Now: The Hits of Summer 2012 is a compilation of songs popular in Australia during summer 2011. The album was the 15th compilation of 2011 and the 46th compilation of 2012. It was certified gold.

Track listing
Disc 1
Cobra Starship featuring Sabi – "You Make Me Feel..." (3:35)
Jason Derulo – "It Girl" (3:12)
Ricki-Lee – "Raining Diamonds" (3:06)
Bruno Mars – "Grenade" (3:43)
Simple Plan featuring Rivers Cuomo – "Can't Keep My Hands off You" (3:20)
These Kids Wear Crowns – "Jumpstart" (3:29)
We the Kings – "Check Yes Juliet" (3:38)
Good Charlotte – "Last Night" (3:40)
Panic! at the Disco – "Let's Kill Tonight" (3:33)
Alexandra Stan – "Mr.
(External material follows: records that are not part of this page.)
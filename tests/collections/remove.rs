//! Removal

use crate::common::*;
use serde_json::json;

#[tokio::test]
async fn removed_item_is_gone() {
    let store = quiet_store();
    put(&store, "simpleItems", "g1", json!({"name": "Gigi", "age": 23})).await;

    let out = store.remove_item_in_collection("simpleItems", "g1").await.unwrap();
    assert_eq!(out.length, 0);
    assert_eq!(out.index, 1);

    let err = store
        .get_item_in_collection("simpleItems", "g1")
        .await
        .unwrap_err();
    assert_eq!(err, Error::field_inexistent("simpleItems", "g1"));
}

#[tokio::test]
async fn remove_missing_item() {
    let err = quiet_store()
        .remove_item_in_collection("simpleItems", "nope")
        .await
        .unwrap_err();
    assert_eq!(err.code(), "CollectionFieldInexistent");
}

#[tokio::test]
async fn remove_by_index() {
    let store = quiet_store();
    store
        .add_item_to_collection(
            "users",
            json!({"email": "a@b"}),
            AddOptions::new().id("u1").index_by("email"),
        )
        .await
        .unwrap();

    store
        .remove_item_in_collection_by("users", "email", "a@b")
        .await
        .unwrap();
    assert!(!store.is_item_in_collection("users", "u1").await);

    let err = store
        .remove_item_in_collection_by("users", "email", "a@b")
        .await
        .unwrap_err();
    assert_eq!(err.code(), "CollectionFieldInexistent");
}

#[tokio::test]
async fn remove_by_index_collapses_store_failures() {
    let store = quiet_store();
    store
        .add_item_to_collection(
            "users",
            json!({"email": "a@b"}),
            AddOptions::new().id("u1").index_by("email"),
        )
        .await
        .unwrap();
    store.storage().fail_next_round_trips(1);

    let err = store
        .remove_item_in_collection_by("users", "email", "a@b")
        .await
        .unwrap_err();
    assert_eq!(err.code(), "CollectionFieldInexistent");
}

#[tokio::test]
async fn remove_collection_wipes_records_and_indexes() {
    let store = quiet_store();
    for id in ["a", "b"] {
        store
            .add_item_to_collection(
                "tags",
                json!({"label": id}),
                AddOptions::new().id(id).index_by("label"),
            )
            .await
            .unwrap();
    }
    put(&store, "other", "x", json!({})).await;

    store.remove_collection("tags").await.unwrap();

    assert!(store.get_all_items_in_collection("tags").await.unwrap().is_empty());
    assert!(!store.is_item_in_collection_by("tags", "label", "a").await);
    assert!(store.storage().entry("tags:by:label").is_none());
    assert!(store.is_item_in_collection("other", "x").await);
}

#[tokio::test]
async fn remove_collection_failure() {
    let store = quiet_store();
    put(&store, "tags", "a", json!({})).await;
    store.storage().fail_next_round_trips(1);

    let err = store.remove_collection("tags").await.unwrap_err();
    assert_eq!(err.code(), "CollectionDeletionFailure");
    assert!(store.is_item_in_collection("tags", "a").await);
}

#[tokio::test]
async fn flush_wipes_everything() {
    let store = quiet_store();
    put(&store, "tags", "a", json!({})).await;
    store.enqueue("jobs", &json!(1)).await.unwrap();

    store.flush().await.unwrap();
    assert_eq!(store.storage().key_count(), 0);
}

#[tokio::test]
async fn failed_delete_batch_keeps_item() {
    let store = quiet_store();
    put(&store, "simpleItems", "g1", json!({"name": "Gigi"})).await;

    // metadata read succeeds, the delete batch fails
    store.storage().fail_round_trips_after(1, 1);
    let err = store
        .remove_item_in_collection("simpleItems", "g1")
        .await
        .unwrap_err();
    assert_eq!(err.code(), "CollectionDeletionFailure");

    let item = store.get_item_in_collection("simpleItems", "g1").await.unwrap();
    assert_eq!(item["name"], json!("Gigi"));
    assert_eq!(store.get_collection_length("simpleItems").await.unwrap(), 1);
}

#[tokio::test]
async fn failed_index_cleanup_is_reported_and_logged() {
    let (store, logs) = captured_store();
    store
        .add_item_to_collection(
            "users",
            json!({"email": "a@b"}),
            AddOptions::new().id("u1").index_by("email"),
        )
        .await
        .unwrap();

    // a list squatting on the index key breaks pointer cleanup
    store.storage().del("users:by:email").await.unwrap();
    store.storage().rpush("users:by:email", "x".into()).await.unwrap();

    let err = store.remove_item_in_collection("users", "u1").await.unwrap_err();
    assert_eq!(err.code(), "CollectionDeletionFailure");
    assert!(!store.is_item_in_collection("users", "u1").await);
    assert_eq!(store.get_collection_length("users").await.unwrap(), 0);

    let warnings = logs.lines_with("index cleanup failed after removal");
    assert_eq!(warnings.len(), 1);
    assert!(warnings[0].contains("WARN"));
    assert!(logs.lines_with("removed item").is_empty());
}
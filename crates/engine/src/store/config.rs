//! Store configuration via `relkv.toml`
//!
//! Every setting has a default, so an empty file is a valid configuration.

use serde::{Deserialize, Serialize};
use std::path::Path;

use relkv_core::{Error, Keyspace, Result, DEFAULT_COUNTER_FIELD, DEFAULT_QUEUE_PREFIX};

/// Conventional config file name
pub const CONFIG_FILE_NAME: &str = "relkv.toml";

/// Store configuration
///
/// # Example
///
/// ```toml
/// # Prefix for every collection, index and queue key and lock name
/// namespace = "app"
/// # Reserved id-counter field inside each collection hash
/// counter_field = "_index"
/// # Prefix for queue keys
/// queue_prefix = "queue"
/// ```
#[derive(Debug, Clone, PartialEq, Eq, Serialize, Deserialize)]
#[serde(deny_unknown_fields)]
pub struct StoreConfig {
    /// Optional key and lock prefix
    #[serde(default, skip_serializing_if = "Option::is_none")]
    pub namespace: Option<String>,
    /// Reserved counter field name
    #[serde(default = "default_counter_field")]
    pub counter_field: String,
    /// Queue key prefix
    #[serde(default = "default_queue_prefix")]
    pub queue_prefix: String,
}

fn default_counter_field() -> String {
    DEFAULT_COUNTER_FIELD.to_string()
}

fn default_queue_prefix() -> String {
    DEFAULT_QUEUE_PREFIX.to_string()
}

impl Default for StoreConfig {
    fn default() -> Self {
        Self {
            namespace: None,
            counter_field: default_counter_field(),
            queue_prefix: default_queue_prefix(),
        }
    }
}

fn check_name(setting: &str, value: &str) -> Result<()> {
    if value.is_empty() {
        return Err(Error::InvalidConfig(format!("{} must not be empty", setting)));
    }
    if value.chars().any(char::is_whitespace) {
        return Err(Error::InvalidConfig(format!(
            "{} '{}' must not contain whitespace",
            setting, value
        )));
    }
    Ok(())
}

impl StoreConfig {
    /// Config with a namespace and every other setting defaulted
    pub fn with_namespace(namespace: impl Into<String>) -> Self {
        Self {
            namespace: Some(namespace.into()),
            ..Self::default()
        }
    }

    /// Check every setting
    pub fn validate(&self) -> Result<()> {
        if let Some(ns) = &self.namespace {
            check_name("namespace", ns)?;
        }
        check_name("counter_field", &self.counter_field)?;
        check_name("queue_prefix", &self.queue_prefix)?;
        Ok(())
    }

    /// Key naming derived from this config
    pub fn keyspace(&self) -> Keyspace {
        Keyspace::new(
            self.namespace.clone(),
            self.counter_field.clone(),
            self.queue_prefix.clone(),
        )
    }

    /// Returns the default config file content with comments.
    pub fn default_toml() -> &'static str {
        r#"# relkv store configuration
#
# Prefix joined with ':' in front of every collection, index and queue key
# and every lock name. Leave unset to use bare names.
# namespace = "app"

# Reserved field holding the id counter inside each collection hash.
counter_field = "_index"

# Prefix for queue keys ("queue:<name>").
queue_prefix = "queue"
"#
    }

    /// Parse and validate config text.
    pub fn from_toml_str(content: &str) -> Result<Self> {
        let config: StoreConfig = toml::from_str(content)
            .map_err(|e| Error::InvalidConfig(format!("failed to parse config: {}", e)))?;
        config.validate()?;
        Ok(config)
    }

    /// Read, parse and validate a config file.
    pub fn from_file(path: &Path) -> Result<Self> {
        let content = std::fs::read_to_string(path).map_err(|e| {
            Error::InvalidConfig(format!(
                "failed to read config file '{}': {}",
                path.display(),
                e
            ))
        })?;
        Self::from_toml_str(&content)
    }
}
Saxobeat" (3:15)
Wynter Gordon – "Buy My Love" (3:08)
J. Williams featuring Dane Rumble – "Takes Me Higher" (3:53)
Israel Cruz – "Party Up" (3:27)
Evanescence – "What You Want" (3:41)
Birds of Tokyo – "Wild at Heart" (4:00)
Eskimo Joe – "Echo" (3:50)
Faker – "Dangerous" (3:37)
360 – "Killer" (3:49)
Emeli Sandé – "Heaven" (4:11)
Benny Benassi featuring Gary Go – "Cinema" (3:02)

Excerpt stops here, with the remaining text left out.